Selanjutnya Nallom juga menyoroti kewajiban MK terkait pemakzulan Presiden. Nallom menegaskan, sejauh ini, tidak ada satu orang presiden pun di Indonesia yang turun dari jabatan sebelum habis periode jabatannya melalui proses hukum.
“Soekarno misalnya, turun dari jabatannya bukan dari proses hukum. Termasuk juga Gus Dur yang turun dari jabatannya karena proses politis,” papar Nallom.
Kendati demikian, Nallom berpendapat, demokrasi bukanlah sistem yang baik diterapkan dalam pemerintahan. Menurut Nallom, demokrasi yang mengagungkan suara mayoritas jangan menjadi sistem yang didewa-dewakan, tapi jangan juga dijauhi.
“Begitu juga dengan presiden. Begitu presiden ‘kehilangan’ temannya, mudah kan dia di-impeach? Itulah yang terjadi pada Gus Dur yang turun karena politis. Apakah itu proses hukum? Apakah begitu negara hukum?” kata Nallom mempertanyakan.
Nallom berharap, pemakzulan terhadap presiden tidak terjadi di Indonesia. Bahkan, kata Nallom, kewajiban terkait pemakzulan dihadirkan di MK Indonesia maupun MK negara-negara lain, tujuannya agar presiden tidak mudah dijatuhkan.
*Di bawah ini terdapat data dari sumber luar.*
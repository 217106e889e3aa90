//! CLI administration tool for shrinkit.
//!
//! Provides database checks and redirection lookups without going through
//! the HTTP API.
//!
//! # Usage
//!
//! ```bash
//! # Check database connection
//! cargo run --bin admin -- db check
//!
//! # Apply migrations
//! cargo run --bin admin -- db migrate
//!
//! # Count stored redirections
//! cargo run --bin admin -- stats
//!
//! # Show the record behind a short code
//! cargo run --bin admin -- lookup aBcDe
//! ```
//!
//! # Environment Variables
//!
//! Same database settings as the server (`DATABASE_URL` or `DB_*`), see
//! [`shrinkit::config`].

use shrinkit::AppError;
use shrinkit::config;
use shrinkit::domain::repositories::RedirectionRepository;
use shrinkit::infrastructure::persistence::PgRedirectionRepository;
use shrinkit::server::{self, MIGRATOR};

use anyhow::{Context, Result};
use clap::{Parser, Subcommand};
use colored::*;
use sqlx::PgPool;
use std::sync::Arc;

/// CLI tool for managing shrinkit.
#[derive(Parser)]
#[command(name = "admin")]
#[command(author, version, about, long_about = None)]
struct Cli {
    #[command(subcommand)]
    command: Commands,
}

/// Top-level command groups.
#[derive(Subcommand)]
enum Commands {
    /// Database operations
    Db {
        #[command(subcommand)]
        action: DbAction,
    },

    /// Show statistics
    Stats,

    /// Show the redirection stored for a short code
    Lookup {
        /// Short code, as it appears after the base URL
        code: String,
    },
}

/// Database operation subcommands.
#[derive(Subcommand)]
enum DbAction {
    /// Check database connection
    Check,

    /// Apply pending migrations
    Migrate,
}

#[tokio::main]
async fn main() -> Result<()> {
    dotenvy::dotenv().ok();

    let cli = Cli::parse();

    let config = config::load_from_env()?;
    let pool = server::connect(&config).await?;

    match cli.command {
        Commands::Db { action } => handle_db_action(action, &pool).await?,
        Commands::Stats => handle_stats(repository(&pool)).await?,
        Commands::Lookup { code } => handle_lookup(repository(&pool), &code).await?,
    }

    Ok(())
}

fn repository(pool: &PgPool) -> Arc<PgRedirectionRepository> {
    Arc::new(PgRedirectionRepository::new(Arc::new(pool.clone())))
}

/// Handles database diagnostic commands.
async fn handle_db_action(action: DbAction, pool: &PgPool) -> Result<()> {
    match action {
        DbAction::Check => {
            println!("{}", "Checking database connection...".bright_blue());

            sqlx::query("SELECT 1").execute(pool).await?;

            println!("{}", "Database connection OK".green().bold());
        }
        DbAction::Migrate => {
            println!("{}", "Applying migrations...".bright_blue());

            MIGRATOR
                .run(pool)
                .await
                .context("Failed to apply migrations")?;

            println!("{}", "Migrations applied".green().bold());
        }
    }

    Ok(())
}

/// Displays the number of stored redirections.
async fn handle_stats(repo: Arc<PgRedirectionRepository>) -> Result<()> {
    println!("{}", "Statistics".bright_blue().bold());
    println!();

    let count = repo.count().await.map_err(storage_error)?;

    println!(
        "  Redirections: {}",
        count.to_string().bright_green().bold()
    );
    println!();

    Ok(())
}

/// Prints the record stored for `code`.
///
/// # Output Format
///
/// ```text
///   Short code:  aBcDe
///   Short link:  http://localhost:8080/aBcDe
///   Original:    https://example.com
///   Created:     2025-01-15 10:30
///   ID:          42
/// ```
async fn handle_lookup(repo: Arc<PgRedirectionRepository>, code: &str) -> Result<()> {
    let Some(redirection) = repo.find_by_short_code(code).await.map_err(storage_error)? else {
        println!("{} {}", "No redirection for".yellow(), code.bright_white());
        return Ok(());
    };

    println!("  Short code:  {}", redirection.short_url.cyan());
    println!("  Short link:  {}", redirection.new_url.bright_white());
    println!("  Original:    {}", redirection.original_url.bright_white());
    println!(
        "  Created:     {}",
        redirection
            .created_at
            .format("%Y-%m-%d %H:%M")
            .to_string()
            .bright_black()
    );
    println!(
        "  ID:          {}",
        redirection.id.to_string().bright_black()
    );

    Ok(())
}

fn storage_error(e: AppError) -> anyhow::Error {
    anyhow::anyhow!("Database error: {}", e)
}
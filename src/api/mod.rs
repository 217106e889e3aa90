//! HTTP API layer.
//!
//! Translates HTTP requests into service calls and formats responses.
//!
//! - [`dto`] - Request/response serialization
//! - [`handlers`] - HTTP request handlers
//! - [`middleware`] - Request tracing and CORS

pub mod dto;
pub mod handlers;
pub mod middleware;
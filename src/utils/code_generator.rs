//! Short code generation.
//!
//! Codes are 5 characters drawn uniformly, with replacement, from the
//! 52-letter alphabet `a-z` + `A-Z`.

use rand::Rng;

/// Characters a short code may contain.
pub const ALPHABET: &[u8] = b"abcdefghijklmnopqrstuvwxyzABCDEFGHIJKLMNOPQRSTUVWXYZ";

/// Number of characters in a generated short code.
pub const CODE_LENGTH: usize = 5;

/// Generates a random short code.
///
/// Uses the thread-local generator from [`rand::rng`], which is seeded once
/// from the operating system and never reseeded per call.
///
/// # Examples
///
/// ```
/// use shrinkit::utils::code_generator::{generate_code, is_short_code};
///
/// let code = generate_code();
/// assert_eq!(code.len(), 5);
/// assert!(is_short_code(&code));
/// ```
pub fn generate_code() -> String {
    let mut rng = rand::rng();

    (0..CODE_LENGTH)
        .map(|_| ALPHABET[rng.random_range(0..ALPHABET.len())] as char)
        .collect()
}

/// Returns true if `code` has the shape of a generated short code.
pub fn is_short_code(code: &str) -> bool {
    code.len() == CODE_LENGTH && code.bytes().all(|b| b.is_ascii_alphabetic())
}
mod common;

use axum::http::{Method, StatusCode};

#[tokio::test]
async fn test_root_serves_landing_page() {
    let (server, _repository) = common::create_memory_server();

    let response = server.get("/").await;

    response.assert_status_ok();
    assert!(response.text().contains("<title>ShrinkIt</title>"));
}

#[tokio::test]
async fn test_cors_allows_configured_origin() {
    let (server, _repository) = common::create_memory_server();

    let response = server
        .get("/")
        .add_header("Origin", common::ALLOWED_ORIGIN)
        .await;

    response.assert_status_ok();
    assert_eq!(
        response.header("access-control-allow-origin"),
        common::ALLOWED_ORIGIN
    );
}

#[tokio::test]
async fn test_cors_rejects_other_origin() {
    let (server, _repository) = common::create_memory_server();

    let response = server
        .get("/")
        .add_header("Origin", "https://evil.example")
        .await;

    assert!(
        response
            .headers()
            .get("access-control-allow-origin")
            .is_none()
    );
}

#[tokio::test]
async fn test_cors_preflight_for_shorten() {
    let (server, _repository) = common::create_memory_server();

    let response = server
        .method(Method::OPTIONS, "/shorten")
        .add_header("Origin", common::ALLOWED_ORIGIN)
        .add_header("Access-Control-Request-Method", "POST")
        .add_header("Access-Control-Request-Headers", "content-type")
        .await;

    response.assert_status(StatusCode::OK);
    assert_eq!(
        response.header("access-control-allow-origin"),
        common::ALLOWED_ORIGIN
    );

    let methods = response.header("access-control-allow-methods");
    let methods = methods.to_str().unwrap();
    assert!(methods.contains("POST"));
    assert!(methods.contains("GET"));
}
Menurut Nallom, kalau presiden mudah dijatuhkan, dampaknya sangat luas, baik terhadap stabilitas politik, ekonomi, dan sebagainya. Nallom juga menegaskan yang paling merasakan dampaknya adalah masyarakat kecil.
Pada bagian lain, Nallom menjelaskan bahwa saat ini MKRI dipercaya menjadi Presiden MK se-Asia. Bahkan, salah satu lembaga riset Amerika mengatakan, MKRI menjadi salah satu dari 10 lembaga yudisial terbesar di dunia. Tak mengherankan, putusan-putusan MKRI banyak dikutip berbagai kalangan. (Nano Tresna Arfana/lul)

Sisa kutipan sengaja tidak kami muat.